**Provided data**

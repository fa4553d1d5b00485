//! Client library for the inklet REST API.
//!
//! Wraps the HTTP transport (`reqwest`) behind a typed async API. The client
//! stores the JWT returned by `register`/`login` and sends it automatically
//! with every subsequent call; all post and category routes require it.
#![warn(missing_docs)]

mod error;
mod http_client;
mod models;

pub use error::{ClientError, ClientResult};
pub use models::{AuthResponse, Category, Post, User};

use http_client::HttpClient;

#[derive(Debug, Clone)]
/// Typed client for the inklet REST API.
pub struct ApiClient {
    http: HttpClient,
    token: Option<String>,
}

impl ApiClient {
    /// Creates a client for a server base URL, e.g. `http://127.0.0.1:8080`.
    pub fn new(base_url: impl Into<String>) -> Self {
        Self {
            http: HttpClient::new(base_url),
            token: None,
        }
    }

    /// Sets the JWT manually (e.g. restored from disk).
    pub fn set_token(&mut self, token: impl Into<String>) {
        self.token = Some(token.into());
    }

    /// Returns the current JWT, if any.
    pub fn get_token(&self) -> Option<&str> {
        self.token.as_deref()
    }

    /// Drops the stored JWT.
    pub fn clear_token(&mut self) {
        self.token = None;
    }

    /// Registers a user and stores the returned JWT in the client.
    pub async fn register(
        &mut self,
        username: &str,
        email: &str,
        password: &str,
    ) -> ClientResult<AuthResponse> {
        let result = self.http.register(username, email, password).await?;
        self.token = Some(result.access_token.clone());
        Ok(result)
    }

    /// Logs a user in and stores the returned JWT in the client.
    pub async fn login(&mut self, username: &str, password: &str) -> ClientResult<AuthResponse> {
        let result = self.http.login(username, password).await?;
        self.token = Some(result.access_token.clone());
        Ok(result)
    }

    /// Acknowledges the logout server-side and drops the stored JWT.
    pub async fn logout(&mut self) -> ClientResult<()> {
        let token = self.require_token()?.to_string();
        self.http.logout(&token).await?;
        self.token = None;
        Ok(())
    }

    /// Lists all posts, newest first.
    pub async fn list_posts(&self) -> ClientResult<Vec<Post>> {
        self.http.list_posts(self.require_token()?).await
    }

    /// Returns a post by id.
    pub async fn get_post(&self, id: i64) -> ClientResult<Post> {
        self.http.get_post(self.require_token()?, id).await
    }

    /// Creates a post in a category. Requires an admin token.
    pub async fn create_post(
        &self,
        title: &str,
        body: &str,
        category_id: i64,
    ) -> ClientResult<Post> {
        self.http
            .create_post(self.require_token()?, title, body, category_id)
            .await
    }

    /// Partially updates a post: absent fields keep their current values.
    /// Requires an admin token.
    pub async fn update_post(
        &self,
        id: i64,
        title: Option<&str>,
        body: Option<&str>,
        category_id: Option<i64>,
    ) -> ClientResult<Post> {
        self.http
            .update_post(self.require_token()?, id, title, body, category_id)
            .await
    }

    /// Deletes a post by id. Requires an admin token.
    pub async fn delete_post(&self, id: i64) -> ClientResult<()> {
        self.http.delete_post(self.require_token()?, id).await
    }

    /// Lists all categories.
    pub async fn list_categories(&self) -> ClientResult<Vec<Category>> {
        self.http.list_categories(self.require_token()?).await
    }

    /// Returns a category by id.
    pub async fn get_category(&self, id: i64) -> ClientResult<Category> {
        self.http.get_category(self.require_token()?, id).await
    }

    /// Creates a category. Requires an admin token.
    pub async fn create_category(&self, name: &str) -> ClientResult<Category> {
        self.http
            .create_category(self.require_token()?, name)
            .await
    }

    /// Partially updates a category. Requires an admin token.
    pub async fn update_category(&self, id: i64, name: Option<&str>) -> ClientResult<Category> {
        self.http
            .update_category(self.require_token()?, id, name)
            .await
    }

    /// Deletes a category by id. Fails while posts still reference it.
    /// Requires an admin token.
    pub async fn delete_category(&self, id: i64) -> ClientResult<()> {
        self.http.delete_category(self.require_token()?, id).await
    }

    fn require_token(&self) -> ClientResult<&str> {
        self.token.as_deref().ok_or(ClientError::Unauthorized)
    }
}

#[cfg(test)]
mod tests {
    use super::{ApiClient, ClientError};

    #[tokio::test]
    async fn calls_without_token_fail_locally() {
        let client = ApiClient::new("http://127.0.0.1:8080");
        let err = client.list_posts().await.expect_err("token is required");
        assert!(matches!(err, ClientError::Unauthorized));
    }

    #[test]
    fn token_management_round_trips() {
        let mut client = ApiClient::new("http://127.0.0.1:8080");
        assert!(client.get_token().is_none());

        client.set_token("abc.def.ghi");
        assert_eq!(client.get_token(), Some("abc.def.ghi"));

        client.clear_token();
        assert!(client.get_token().is_none());
    }
}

**Exercise requirements**
Could you filter the material above and copy each line that holds the word "ApiClient"?

**Response**
pub struct ApiClient {
impl ApiClient {
    use super::{ApiClient, ClientError};
        let client = ApiClient::new("http://127.0.0.1:8080");
        let mut client = ApiClient::new("http://127.0.0.1:8080");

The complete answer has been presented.